Copy every line of the entries that has the string "allows" in it.

*Records*.
■ ■ ■ ■

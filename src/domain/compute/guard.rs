use crate::domain::context::RequestContext;
use crate::domain::instance::instance::Instance;
use crate::domain::instance::vm_state::{TaskState, VmState, task_state_str};
use crate::domain::utils::id::HostName;
use crate::error::{Error, Result};

/// Task states an operation accepts.
#[derive(Debug, Clone, Copy, PartialEq, Eq)]
pub enum TaskStateRequirement {
    Any,
    /// No operation may be in progress.
    NoneOnly,
    OneOf(&'static [Option<TaskState>]),
}

impl TaskStateRequirement {
    fn allows(&self, task_state: Option<TaskState>) -> bool {
        match self {
            TaskStateRequirement::Any => true,
            TaskStateRequirement::NoneOnly => task_state.is_none(),
            TaskStateRequirement::OneOf(allowed) => allowed.contains(&task_state),
        }
    }
}

/// Preconditions of one lifecycle operation.
#[derive(Debug, Clone, Copy, PartialEq, Eq)]
pub struct StateGuard {
    pub method: &'static str,
    /// `None` accepts any vm state.
    pub vm_state: Option<&'static [VmState]>,
    pub task_state: TaskStateRequirement,
    pub must_have_launched: bool,
}

impl StateGuard {
    pub const fn new(method: &'static str, vm_state: &'static [VmState]) -> Self {
        Self { method, vm_state: Some(vm_state), task_state: TaskStateRequirement::NoneOnly, must_have_launched: true }
    }

    pub const fn any_vm_state(method: &'static str) -> Self {
        Self { method, vm_state: None, task_state: TaskStateRequirement::NoneOnly, must_have_launched: true }
    }

    pub const fn task_state(mut self, task_state: TaskStateRequirement) -> Self {
        self.task_state = task_state;
        self
    }

    pub const fn launch_not_required(mut self) -> Self {
        self.must_have_launched = false;
        self
    }

    /// Rejects the instance unless it satisfies every precondition.
    ///
    /// # Errors
    /// `InvalidState` naming the violated attribute, its value and the method.
    pub fn check(&self, instance: &Instance) -> Result<()> {
        if let Some(allowed) = self.vm_state {
            if !allowed.contains(&instance.vm_state) {
                return Err(self.invalid(instance, "vm_state", instance.vm_state.as_str()));
            }
        }

        if !self.task_state.allows(instance.task_state) {
            return Err(self.invalid(instance, "task_state", task_state_str(instance.task_state)));
        }

        if self.must_have_launched && !instance.has_launched() {
            return Err(self.invalid(instance, "launched_at", "None"));
        }
        Ok(())
    }

    fn invalid(&self, instance: &Instance, attr: &'static str, state: &str) -> Error {
        log::debug!("Guard: {} rejected for instance {}: {} is {}", self.method, instance.uuid, attr, state);
        Error::InvalidState { instance_id: instance.uuid.clone(), attr, state: state.to_string(), method: self.method }
    }
}

//---------------------
// --- Guards per operation ---

const ACTIVE_STOPPED_ERROR: &[VmState] = &[VmState::Active, VmState::Stopped, VmState::Error];
const ACTIVE_STOPPED: &[VmState] = &[VmState::Active, VmState::Stopped];
const SHELVABLE: &[VmState] = &[VmState::Active, VmState::Stopped, VmState::Paused, VmState::Suspended];
const SNAPSHOTTABLE: &[VmState] = &[VmState::Active, VmState::Stopped, VmState::Paused, VmState::Suspended];
const VOLUME_SNAPSHOTTABLE: &[VmState] = &[VmState::Active, VmState::Stopped, VmState::Suspended];
const VOLUME_ATTACHABLE: &[VmState] = &[
    VmState::Active,
    VmState::Paused,
    VmState::Stopped,
    VmState::Resized,
    VmState::SoftDeleted,
    VmState::Shelved,
    VmState::ShelvedOffloaded,
];
const INTERFACE_ATTACHABLE: &[VmState] = &[VmState::Active, VmState::Paused, VmState::Stopped];
const METADATA_EDITABLE: &[VmState] = &[VmState::Active, VmState::Paused, VmState::Suspended, VmState::Stopped];
const VOLUME_SWAPPABLE: &[VmState] = &[
    VmState::Active,
    VmState::Paused,
    VmState::Suspended,
    VmState::Stopped,
    VmState::Resized,
    VmState::SoftDeleted,
];

pub const STOP: StateGuard = StateGuard::new("stop", &[VmState::Active, VmState::Error]);
pub const START: StateGuard = StateGuard::new("start", &[VmState::Stopped]);
pub const SOFT_REBOOT: StateGuard = StateGuard::new("reboot", VmState::ALLOW_SOFT_REBOOT);
pub const HARD_REBOOT: StateGuard =
    StateGuard::new("reboot", VmState::ALLOW_HARD_REBOOT).task_state(TaskStateRequirement::OneOf(TaskState::ALLOW_REBOOT));
pub const REBUILD: StateGuard = StateGuard::new("rebuild", ACTIVE_STOPPED_ERROR);
pub const RESIZE: StateGuard = StateGuard::new("resize", ACTIVE_STOPPED);
pub const CONFIRM_RESIZE: StateGuard = StateGuard::new("confirm_resize", &[VmState::Resized]);
pub const REVERT_RESIZE: StateGuard = StateGuard::new("revert_resize", &[VmState::Resized]);
pub const SHELVE: StateGuard = StateGuard::new("shelve", SHELVABLE);
pub const SHELVE_OFFLOAD: StateGuard = StateGuard::new("shelve_offload", &[VmState::Shelved]);
pub const UNSHELVE: StateGuard = StateGuard::new("unshelve", &[VmState::Shelved, VmState::ShelvedOffloaded]);
pub const RESCUE: StateGuard = StateGuard::new("rescue", ACTIVE_STOPPED_ERROR);
pub const UNRESCUE: StateGuard = StateGuard::new("unrescue", &[VmState::Rescued]);
pub const PAUSE: StateGuard = StateGuard::new("pause", &[VmState::Active]);
pub const UNPAUSE: StateGuard = StateGuard::new("unpause", &[VmState::Paused]);
pub const SUSPEND: StateGuard = StateGuard::new("suspend", &[VmState::Active]);
pub const RESUME: StateGuard = StateGuard::new("resume", &[VmState::Suspended]);
pub const SET_ADMIN_PASSWORD: StateGuard = StateGuard::new("set_admin_password", &[VmState::Active]);
pub const SNAPSHOT: StateGuard = StateGuard::new("snapshot", SNAPSHOTTABLE);
pub const BACKUP: StateGuard = StateGuard::new("backup", SNAPSHOTTABLE);
pub const SNAPSHOT_VOLUME_BACKED: StateGuard = StateGuard::new("snapshot_volume_backed", VOLUME_SNAPSHOTTABLE);
pub const TRIGGER_CRASH_DUMP: StateGuard = StateGuard::new("trigger_crash_dump", VmState::ALLOW_TRIGGER_CRASH_DUMP);
pub const LIVE_MIGRATE: StateGuard = StateGuard::new("live_migrate", &[VmState::Active, VmState::Paused]);
pub const LIVE_MIGRATE_FORCE_COMPLETE: StateGuard = StateGuard::new("live_migrate_force_complete", &[VmState::Active])
    .task_state(TaskStateRequirement::OneOf(&[Some(TaskState::Migrating)]));
pub const LIVE_MIGRATE_ABORT: StateGuard = StateGuard::any_vm_state("live_migrate_abort")
    .task_state(TaskStateRequirement::OneOf(&[Some(TaskState::Migrating)]));
pub const EVACUATE: StateGuard = StateGuard::new("evacuate", ACTIVE_STOPPED_ERROR);
pub const SOFT_DELETE: StateGuard = StateGuard::any_vm_state("soft_delete").task_state(TaskStateRequirement::Any);
pub const DELETE: StateGuard = StateGuard::any_vm_state("delete").task_state(TaskStateRequirement::Any).launch_not_required();
pub const FORCE_DELETE: StateGuard = StateGuard::any_vm_state("force_delete").launch_not_required();
pub const RESTORE: StateGuard = StateGuard::new("restore", &[VmState::SoftDeleted]);
pub const ATTACH_VOLUME: StateGuard = StateGuard::new("attach_volume", VOLUME_ATTACHABLE);
pub const DETACH_VOLUME: StateGuard = StateGuard::new("detach_volume", VOLUME_ATTACHABLE);
pub const SWAP_VOLUME: StateGuard = StateGuard::new("swap_volume", VOLUME_SWAPPABLE);
pub const ATTACH_INTERFACE: StateGuard = StateGuard::new("attach_interface", INTERFACE_ATTACHABLE);
pub const DETACH_INTERFACE: StateGuard = StateGuard::new("detach_interface", INTERFACE_ATTACHABLE);
pub const UPDATE_METADATA: StateGuard =
    StateGuard::new("update_instance_metadata", METADATA_EDITABLE).task_state(TaskStateRequirement::Any);
pub const DELETE_METADATA: StateGuard =
    StateGuard::new("delete_instance_metadata", METADATA_EDITABLE).task_state(TaskStateRequirement::Any);

/// Non-admin callers may not act on a locked instance.
pub fn check_instance_lock(ctx: &RequestContext, instance: &Instance) -> Result<()> {
    if instance.locked && !ctx.is_admin {
        return Err(Error::InstanceLocked(instance.uuid.clone()));
    }
    Ok(())
}

/// Host the instance runs on, for operations that talk to its worker.
pub fn check_instance_host(instance: &Instance) -> Result<&HostName> {
    instance.host.as_ref().ok_or_else(|| Error::InstanceNotReady(instance.uuid.clone()))
}

#[cfg(test)]
mod tests {
    use super::*;
    use crate::domain::instance::flavor::Flavor;
    use crate::domain::utils::id::{InstanceId, ProjectId, UserId};
    use chrono::Utc;

    fn instance(vm_state: VmState, task_state: Option<TaskState>) -> Instance {
        let mut instance =
            Instance::new(InstanceId::generate(), ProjectId::new("p1"), UserId::new("u1"), Flavor::new("f", 1, 512, 1));
        instance.vm_state = vm_state;
        instance.task_state = task_state;
        instance.launched_at = Some(Utc::now());
        instance
    }

    #[test]
    fn vm_state_violation_names_the_attribute() {
        let err = STOP.check(&instance(VmState::Building, None)).unwrap_err();
        match err {
            Error::InvalidState { attr, state, method, .. } => {
                assert_eq!((attr, state.as_str(), method), ("vm_state", "building", "stop"));
            }
            other => panic!("unexpected error {other:?}"),
        }
    }

    #[test]
    fn hard_reboot_tolerates_soft_reboot_in_progress() {
        let rebooting = instance(VmState::Active, Some(TaskState::Rebooting));
        assert!(HARD_REBOOT.check(&rebooting).is_ok());
        assert!(matches!(SOFT_REBOOT.check(&rebooting), Err(Error::InvalidState { attr: "task_state", .. })));
    }

    #[test]
    fn unlaunched_instance_is_rejected() {
        let mut fresh = instance(VmState::Stopped, None);
        fresh.launched_at = None;
        assert!(matches!(START.check(&fresh), Err(Error::InvalidState { attr: "launched_at", .. })));
        assert!(DELETE.check(&fresh).is_ok());
    }

    #[test]
    fn admins_bypass_the_lock() {
        let mut locked = instance(VmState::Active, None);
        locked.locked = true;
        assert!(matches!(check_instance_lock(&RequestContext::new("p1", "u1"), &locked), Err(Error::InstanceLocked(_))));
        assert!(check_instance_lock(&RequestContext::admin("p1", "admin"), &locked).is_ok());
    }
}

■ ■ ■ ■

*Output for this exercise*.
    fn allows(&self, task_state: Option<TaskState>) -> bool {
        if !self.task_state.allows(instance.task_state) {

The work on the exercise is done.